:: Your assignment ::
Below are some records; copy each line in them that contains "hover".

:: Data provided ::
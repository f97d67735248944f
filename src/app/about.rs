use leptos::prelude::*;

use crate::content::{ABOUT_BLOCKS, FEATURE_CARDS};
use crate::nav::Section;

use super::reveal::{Reveal, SectionHeading};
use super::PageSection;

#[component]
fn Aurora() -> impl IntoView {
    view! {
        <div class="absolute inset-0 overflow-hidden">
            <div class="aurora-container absolute inset-0" aria-hidden="true">
                <div class="aurora-1"></div>
                <div class="aurora-2"></div>
                <div class="aurora-3"></div>
                <div class="aurora-4"></div>
            </div>
            <div class="aurora-glass absolute inset-0 backdrop-blur-[100px]"></div>
        </div>
    }
}

#[component]
pub fn About() -> impl IntoView {
    view! {
        <PageSection section=Section::About class="min-h-screen py-20">
            <Aurora />
            <div class="container relative mx-auto px-4 z-10">
                <SectionHeading eyebrow="Get to Know" title="About Me" />
                <div class="max-w-6xl mx-auto">
                    <div class="grid md:grid-cols-2 gap-8 mb-12">
                        {ABOUT_BLOCKS
                            .iter()
                            .enumerate()
                            .map(|(i, block)| {
                                let base = 600 + 200 * i as u32;
                                view! {
                                    <Reveal
                                        delay=base
                                        class="bg-gray-800/50 backdrop-blur-sm p-8 rounded-2xl border border-gray-700/50"
                                    >
                                        <h3 class="text-2xl font-semibold text-white mb-6">
                                            {block.title}
                                        </h3>
                                        <div class="space-y-6">
                                            {block
                                                .paragraphs
                                                .iter()
                                                .enumerate()
                                                .map(|(j, p)| {
                                                    view! {
                                                        <Reveal delay={base + 200 * (j as u32 + 1)}>
                                                            <p class="text-lg text-gray-300 leading-relaxed">
                                                                {*p}
                                                            </p>
                                                        </Reveal>
                                                    }
                                                })
                                                .collect_view()}
                                        </div>
                                    </Reveal>
                                }
                            })
                            .collect_view()}
                    </div>
                    <div class="grid grid-cols-1 md:grid-cols-3 gap-8">
                        {FEATURE_CARDS
                            .iter()
                            .enumerate()
                            .map(|(i, card)| {
                                view! {
                                    <Reveal
                                        delay={1400 + 200 * i as u32}
                                        class="group text-center p-8 rounded-2xl bg-gray-800/50 backdrop-blur-sm border border-gray-700/50 hover:shadow-xl"
                                    >
                                        <div class="text-6xl mb-6 mx-auto transition-transform group-hover:scale-110">
                                            {card.emoji}
                                        </div>
                                        <h4 class="text-2xl font-semibold text-white mb-4">
                                            {card.title}
                                        </h4>
                                        <p class="text-gray-300">{card.description}</p>
                                    </Reveal>
                                }
                            })
                            .collect_view()}
                    </div>
                </div>
            </div>
        </PageSection>
    }
}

:: Task response ::
                                        class="group text-center p-8 rounded-2xl bg-gray-800/50 backdrop-blur-sm border border-gray-700/50 hover:shadow-xl"
                                        <div class="text-6xl mb-6 mx-auto transition-transform group-hover:scale-110">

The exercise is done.